CIS 6614 meeting -*- Outline -*-

* Fuzz Testing

** What is Fuzz Testing
   This is a kind of dynamic, randomized testing   

   The first publication may be
   Barton P. Miller, Louis Fredriksen, and Bryan So.
   "An empirical study of the reliability of UNIX utilities".
   CACM, 33(12):32-44, Dec. 1990.
   https://doi.org/10.1145/96267.96279

   Q: What is fuzz testing?
   
------------------------------------------
        WHAT IS FUZZING

Def: *fuzz testing* (or black box fuzzing)
     is


Idea:

               random input
 [ Fuzzer ]  ----------------> [ PUT ]
     |   ^                       /
     |   \ - - - - - - - - - - -/
     |      crashes and timeouts
     v
inputs that
crash the PUT

------------------------------------------
    ... a dynamic analysis technique that feeds a program
        random inputs and tries to make the program crash

        Q: What is the goal of fuzz testing?

        Q: What could cause a program crash?
        security violations that the OS notices (e.g., segmentation
        faults), semantic violations in the PL, or assertion errors

        Q: What is likely to be the largest cost in terms of time in
           fuzz testing?
             Executing the program under test (the PUT)

------------------------------------------
      FUZZING VS. REGRESSION TESTING

         Regression          Fuzzing

Goal


Inputs


------------------------------------------
       Q: What is regression testing?
           re-running test cases when a program is changed.
           
       Q: What is the goal of regression testing?
           Check proper functionality

       Q: What is the goal of fuzz testing?
           Find bugs/vulnerabilities

       Q: What kind of inputs are used in regression testing?
           Expected, or normal inputs

       Q: What kind of inputs are used in fuzz testing?
           Random, possibly abnormal inputs
           (that might be used in an attack)

       Q: Can we use fuzz testing during regression testing?
          Yes, but to be repeatable need a list of test inputs
               which fuzzer can save for us...

*** monitoring program execution
------------------------------------------
          MONITORING OF PROGRAM

Fuzz tester:
   - maintains list of inputs
      that cause crashes
      

------------------------------------------
        Q: How can the fuzzer know what inputs cause crashes?
           It watches their execution, OS tells it what happens,
              if input leads to a crash, then it records that input
        Q: What if the program goes into an infinite loop?
           There must be a timeout (usually set by user)
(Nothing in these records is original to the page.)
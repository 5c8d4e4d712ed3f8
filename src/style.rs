//! Logical window style bits and window-position flags
//!
//! The bit values follow the client window model's wire values so they can be
//! passed through unchanged from the model's style words.

use bitflags::bitflags;
use serde::{Deserialize, Serialize};

bitflags! {
    /// Primary style word of a logical window.
    #[derive(Debug, Clone, Copy, PartialEq, Eq, Hash, Default, Serialize, Deserialize)]
    pub struct WindowStyle: u32 {
        const MAXIMIZEBOX  = 0x0001_0000;
        const MINIMIZEBOX  = 0x0002_0000;
        const THICKFRAME   = 0x0004_0000;
        const SYSMENU      = 0x0008_0000;
        const DLGFRAME     = 0x0040_0000;
        const BORDER       = 0x0080_0000;
        /// Title bar: both border and dialog-frame bits set
        const CAPTION      = Self::BORDER.bits() | Self::DLGFRAME.bits();
        const MAXIMIZE     = 0x0100_0000;
        const DISABLED     = 0x0800_0000;
        const VISIBLE      = 0x1000_0000;
        const MINIMIZE     = 0x2000_0000;
        const CHILD        = 0x4000_0000;
        const POPUP        = 0x8000_0000;

        const OVERLAPPEDWINDOW = Self::CAPTION.bits()
            | Self::SYSMENU.bits()
            | Self::THICKFRAME.bits()
            | Self::MINIMIZEBOX.bits()
            | Self::MAXIMIZEBOX.bits();
    }
}

bitflags! {
    /// Extended style word of a logical window.
    #[derive(Debug, Clone, Copy, PartialEq, Eq, Hash, Default, Serialize, Deserialize)]
    pub struct ExtendedStyle: u32 {
        const DLGMODALFRAME = 0x0000_0001;
        const TOPMOST       = 0x0000_0008;
        const TOOLWINDOW    = 0x0000_0080;
        const WINDOWEDGE    = 0x0000_0100;
        const CLIENTEDGE    = 0x0000_0200;
        const APPWINDOW     = 0x0004_0000;
        const LAYERED       = 0x0008_0000;
        const LAYOUTRTL     = 0x0040_0000;
        const NOACTIVATE    = 0x0800_0000;
    }
}

bitflags! {
    /// Flags accompanying a window-position change.
    #[derive(Debug, Clone, Copy, PartialEq, Eq, Hash, Default, Serialize, Deserialize)]
    pub struct PosFlags: u32 {
        const NOSIZE         = 0x0001;
        const NOMOVE         = 0x0002;
        const NOZORDER       = 0x0004;
        const NOREDRAW       = 0x0008;
        const NOACTIVATE     = 0x0010;
        const FRAMECHANGED   = 0x0020;
        const SHOWWINDOW     = 0x0040;
        const HIDEWINDOW     = 0x0080;
        const NOOWNERZORDER  = 0x0200;
        const NOSENDCHANGING = 0x0400;
        /// Minimized/maximized state changed as part of this move
        const STATECHANGED   = 0x8000;
    }
}

impl WindowStyle {
    /// Visible and not iconified
    pub fn is_shown_normally(&self) -> bool {
        self.contains(WindowStyle::VISIBLE) && !self.contains(WindowStyle::MINIMIZE)
    }

    /// A child (not popup) window, which never owns a host window
    pub fn is_pure_child(&self) -> bool {
        self.contains(WindowStyle::CHILD) && !self.contains(WindowStyle::POPUP)
    }
}

/// A change to one of the two style words.
#[derive(Debug, Clone, Copy, PartialEq, Eq)]
pub enum StyleChange {
    Style {
        old: WindowStyle,
        new: WindowStyle,
    },
    Extended {
        old: ExtendedStyle,
        new: ExtendedStyle,
    },
}

impl StyleChange {
    /// Extended-style bits that flipped, empty for primary-style changes
    pub fn changed_extended(&self) -> ExtendedStyle {
        match self {
            StyleChange::Style { .. } => ExtendedStyle::empty(),
            StyleChange::Extended { old, new } => *old ^ *new,
        }
    }
}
        Q: What information can a crash tell the developer/tester?
           kind of crash and trace,
           if it's an assertion violation, where it occurred and the condition

        Q: How could we find more bugs than just running the program?
           use a dynamic memory error detector
              (e.g., valgrind, purify, or address sanitizer)
              advantage: finds more potential problems
              disadvantage: runs slower

           Valgrind also allows custom checkers (skins) that can find
           other bugs...
              
*** advantages and disadvantages
------------------------------------------
  ADVANTAGES AND DISADVANTAGES OF FUZZING

Advantages:


Disadvantages:


------------------------------------------

      Advantages:
        Q: How hard would this be to implement?
           not hard at all, easy to generate random inputs
           the only interesting part is the execution monitor
           
        Q: How much time of a programmer is involved in doing fuzz testing?
           none, can run automatically (e.g., overnight)

      Disadvantages:
        Q: Are random inputs going to be effective at finding crashes?
           They seem to be in fact,
           unless the program validates its inputs

           Random inputs may be a small fraction of possible inputs,
              so random search might not find them

        Q: How does the fuzzer know what inputs are valid?
        It doesn't.
            Part of the idea is to generate inputs outside what is expected
              (as an attacker might do)
            This can be a major problem


***  finding inputs that crash the program

------------------------------------------
    FUZZ TESTING AND INPUT VALIDATION


Reality:

 [ Fuzzer ]
     |
     | random
     | bytes
     v
 [ Driver ]  ----------------> [ Program ]
                                    |
                                  crashes
                                    |
                                    v
                               inputs that
                             crash program


------------------------------------------
          If the program takes bytes as input
             (as would a Unix command),
          then can pass them along,
          otherwise convert bytes
          to inputs that the program will accept
          (this is especially needed for unit testing
            of procedures/methods)

          Q: What kind of programs would take bytes as inputs?
             programs that work on files or network sockets

             Unix commands usually operate on files (of chars)
             and this was the first application
               in Miller, Fredriksen, and So's paper, 1990

** mutation-based fuzzing
          Q: Could we add some human expertise to fuzz testing? How?
              Ask human to give some starting inputs,
              try to modify them to explore around them
                 (as was done in hybrid symbolic execution,
                 but less systematic)
*** idea of mutation-based fuzzing
------------------------------------------
         MUTATION-BASED FUZZING

 1. get seed input(s) from human
 2. track list of good inputs
 3. a. pick a random good input
    b. mutate it
    c. feed mutant to the program
    d. if it causes a crash,
    

 4. repeat


Example fuzzers:
   ZZUF, FileFuzz, Taof, ProxyFuzz, etc.

Example scenario:
   fuzzing a PDF viewer
     1. collect PDF files from web
     2. Mutate those files
     3. Record which mutants crash viewer
------------------------------------------
         ... then add it to the list of good inputs

         Q: When does this process stop?
            It doesn't, user needs to stop it (by timeout, say)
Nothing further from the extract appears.